Antonetti's grandmother suggested she make soap herself, with an old family recipe that was surprisingly simple. "Not a whole lot to it," Antonetti says. "A vegetable fat or an animal fat. …a palm kernel or a coconut oil. Soda ash is what we actually use in the product to make it solidify -- baking soda and a little bit of salt and a little bit of vinegar."

Slowly but surely, David improved, but other children they met at the hospital were still struggling.

"I was listening to other moms saying the same thing: that their kids were having skin reactions to their clothes," Antonetti says.

So she began to share her homemade soap: "I went from making a little pot of soap, to a big pot of soap, to making a big kettle of soap in my garage.

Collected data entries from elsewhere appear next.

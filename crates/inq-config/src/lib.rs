//! inq-config
//!
//! Layered YAML configuration for the reporting tools.
//!
//! - Documents merge in order; later documents override earlier ones.
//! - The merged document is checked for literal secrets, canonicalized and
//!   hashed (SHA-256, hex). The hash identifies which configuration a report
//!   was produced with.
//! - Typed access lives in [`settings`]; secret resolution in [`secrets`].

pub mod secrets;
pub mod settings;

pub use secrets::{resolve_secrets, DatabaseRequirement, ResolvedSecrets};
pub use settings::ReportSettings;

use anyhow::{bail, Context, Result};
use serde::{Deserialize, Serialize};
use serde_json::Value;
use sha2::{Digest, Sha256};
use std::collections::BTreeSet;
use std::fs;

/// Leaf string values starting with one of these abort loading with
/// CONFIG_SECRET_DETECTED. Configuration carries env var NAMES only.
const SECRET_PREFIXES: &[&str] = &[
    "postgres://",   // connection URL with credentials
    "postgresql://", // same, long scheme
    "eyJhbGci",      // JWT (hosted backend anon / service-role keys)
    "sbp_",          // hosted backend personal access token
    "-----BEGIN",    // PEM private keys
    "ghp_",          // GitHub PAT
    "glpat-",        // GitLab PAT
];

#[derive(Debug, Clone, Copy, PartialEq, Eq)]
pub enum ConfigMode {
    /// Read-only report commands.
    Report,
    /// Fiscal-year administration (set, rollover).
    Admin,
}

impl ConfigMode {
    pub fn as_str(&self) -> &'static str {
        match self {
            ConfigMode::Report => "REPORT",
            ConfigMode::Admin => "ADMIN",
        }
    }
}

#[derive(Debug, Clone, Copy, PartialEq, Eq)]
pub enum UnusedKeyPolicy {
    Warn,
    Fail,
}

#[derive(Debug, Clone, Serialize, Deserialize)]
pub struct UnusedKeyReport {
    pub mode: String,
    /// Consumed JSON-pointer prefixes (sorted, unique).
    pub consumed_prefixes: Vec<String>,
    /// Leaf pointers not covered by any consumed prefix (sorted).
    pub unused_leaf_pointers: Vec<String>,
}

impl UnusedKeyReport {
    pub fn is_clean(&self) -> bool {
        self.unused_leaf_pointers.is_empty()
    }
}

/// JSON-pointer prefixes each mode actually reads.
///
/// Keep in sync with `settings::ReportSettings::from_config_json`, the only
/// reader of the merged JSON. Do not list keys nothing reads.
pub fn consumed_pointers_for_mode(mode: ConfigMode) -> &'static [&'static str] {
    match mode {
        ConfigMode::Report => &[
            "/classification/deprecated_marker",
            "/database/url_env",
            "/database/max_connections",
            "/report/timezone",
        ],
        ConfigMode::Admin => &[
            "/classification/deprecated_marker",
            "/database/url_env",
            "/database/max_connections",
            "/report/timezone",
            "/rollover/allow_overwrite",
        ],
    }
}

/// Leaves of `config_json` that `mode` never reads.
/// `Fail` turns a non-empty report into CONFIG_UNUSED_KEYS.
pub fn report_unused_keys(
    mode: ConfigMode,
    config_json: &Value,
    policy: UnusedKeyPolicy,
) -> Result<UnusedKeyReport> {
    let consumed_prefixes: Vec<String> = consumed_pointers_for_mode(mode)
        .iter()
        .map(|p| normalize_pointer(p))
        .collect::<BTreeSet<_>>()
        .into_iter()
        .collect();

    let mut leaves = Vec::new();
    collect_leaf_pointers(config_json, "", &mut leaves);

    let mut unused: Vec<String> = leaves
        .into_iter()
        .filter(|leaf| !consumed_prefixes.iter().any(|p| is_prefix_pointer(p, leaf)))
        .collect();
    unused.sort();
    unused.dedup();

    let report = UnusedKeyReport {
        mode: mode.as_str().to_string(),
        consumed_prefixes,
        unused_leaf_pointers: unused,
    };

    if policy == UnusedKeyPolicy::Fail && !report.is_clean() {
        bail!(
            "CONFIG_UNUSED_KEYS (mode={}): {} unused config leaf key(s). First few: {}",
            report.mode,
            report.unused_leaf_pointers.len(),
            preview_list(&report.unused_leaf_pointers, 12)
        );
    }

    Ok(report)
}

/// Leading "/" and no trailing "/" (except the root pointer itself).
fn normalize_pointer(p: &str) -> String {
    let trimmed = p.trim().trim_end_matches('/');
    if trimmed.is_empty() {
        return "/".to_string();
    }
    if trimmed.starts_with('/') {
        trimmed.to_string()
    } else {
        format!("/{trimmed}")
    }
}

/// "/a/b" covers "/a/b" and "/a/b/c" but not "/a/bc". "/" covers everything.
fn is_prefix_pointer(prefix: &str, leaf: &str) -> bool {
    if prefix == "/" || leaf == prefix {
        return true;
    }
    leaf.strip_prefix(prefix).is_some_and(|rest| rest.starts_with('/'))
}

fn collect_leaf_pointers(v: &Value, prefix: &str, out: &mut Vec<String>) {
    match v {
        Value::Object(map) => {
            for (k, child) in map {
                let token = k.replace('~', "~0").replace('/', "~1");
                collect_leaf_pointers(child, &format!("{prefix}/{token}"), out);
            }
        }
        Value::Array(items) => {
            for (i, child) in items.iter().enumerate() {
                collect_leaf_pointers(child, &format!("{prefix}/{i}"), out);
            }
        }
        _ if prefix.is_empty() => out.push("/".to_string()),
        _ => out.push(prefix.to_string()),
    }
}

fn preview_list(items: &[String], n: usize) -> String {
    format!("{:?}", items.iter().take(n).collect::<Vec<_>>())
}

#[derive(Debug, Clone)]
pub struct LoadedConfig {
    pub config_hash: String,
    pub canonical_json: String,
    pub config_json: Value,
}

impl LoadedConfig {
    /// Hash-stamped empty configuration; every setting takes its default.
    pub fn defaults() -> Result<Self> {
        load_layered_yaml_from_strings(&["{}"])
    }
}

pub fn load_layered_yaml(paths: &[&str]) -> Result<LoadedConfig> {
    let mut docs: Vec<String> = Vec::with_capacity(paths.len());
    for p in paths {
        let raw =
            fs::read_to_string(p).with_context(|| format!("failed to read yaml path: {p}"))?;
        docs.push(raw);
    }

    let doc_refs: Vec<&str> = docs.iter().map(|s| s.as_str()).collect();
    load_layered_yaml_from_strings(&doc_refs)
}

pub fn load_layered_yaml_from_strings(yaml_docs: &[&str]) -> Result<LoadedConfig> {
    let mut merged = serde_json::json!({});
    for raw in yaml_docs {
        let v_yaml: serde_yaml::Value = serde_yaml::from_str(raw).context("invalid yaml")?;
        let v_json = serde_json::to_value(v_yaml).context("yaml->json conversion failed")?;
        merged = deep_merge(merged, v_json);
    }

    enforce_no_secret_literals(&merged)?;

    // serde_json's default map is ordered by key, so serialization is canonical.
    let canonical_json = serde_json::to_string(&merged).context("canonical json serialize failed")?;
    let config_hash = hex::encode(Sha256::digest(canonical_json.as_bytes()));

    Ok(LoadedConfig {
        config_hash,
        canonical_json,
        config_json: merged,
    })
}

fn deep_merge(base: Value, overlay: Value) -> Value {
    match (base, overlay) {
        (Value::Object(mut base_map), Value::Object(overlay_map)) => {
            for (k, overlay_val) in overlay_map {
                let base_val = base_map.remove(&k).unwrap_or(Value::Null);
                base_map.insert(k, deep_merge(base_val, overlay_val));
            }
            Value::Object(base_map)
        }
        (_, other) => other,
    }
}

fn enforce_no_secret_literals(v: &Value) -> Result<()> {
    let mut leaves = Vec::new();
    collect_leaf_pointers(v, "", &mut leaves);

    for ptr in leaves {
        let Some(s) = v.pointer(&ptr).and_then(Value::as_str) else {
            continue;
        };
        if looks_like_secret(s) {
            bail!("CONFIG_SECRET_DETECTED leaf={} value=REDACTED", ptr);
        }
    }
    Ok(())
}

fn looks_like_secret(s: &str) -> bool {
    let t = s.trim();
    t.len() >= 8 && SECRET_PREFIXES.iter().any(|p| t.starts_with(p))
}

And then, you know, eventually going into a big warehouse."

Since 1995, her company, Soapworks, has produced hypoallergenic cleaners, and now competes with the likes of Colgate-Palmolive and Unilever.

Antonetti points out she didn't take on the big boys by herself: "I can invite people onto my team to say, 'Look, your purpose is to come in, help me with the financial thing. Your purpose is to help me with the infrastructure. Your purpose is to help me build the best, you know, creative sales program."

She won't say how much Soapworks is worth now, but after three years, it was valued at $10 million.

But Antonetti says big bucks aren't her true motivation: She wants to be certain the company sticks to its purpose: helping others. "The fact that I can maybe help people find the little trail back to better choices, I'm blessed that I get to be able to do it."

The business has grown by leaps and bounds. So has David.

"How much do I love you?" Antonetti asks him.

"More than life," David responds.

David is 11 now, and divides his time between his divorced parents.

Antonetti's time is divided, too, between raising a son in Arizona, and raising her bottom line at corporate offices in New York City.

She's come a long way from mothering a sick child, Murphy says.

Asked what her greatest accomplishment is, Antonetti doesn't miss a beat: "My son. All I wanted to do was help my son. And now I get to help other people's kids."

Soapworks products run the gamut from dishwashing powder to liquid and powder laundry soap and all-purpose cleaning fluid.

Antonetti also travels the country lecturing about how to start a business, and the particular challenges female entrepreneurs face.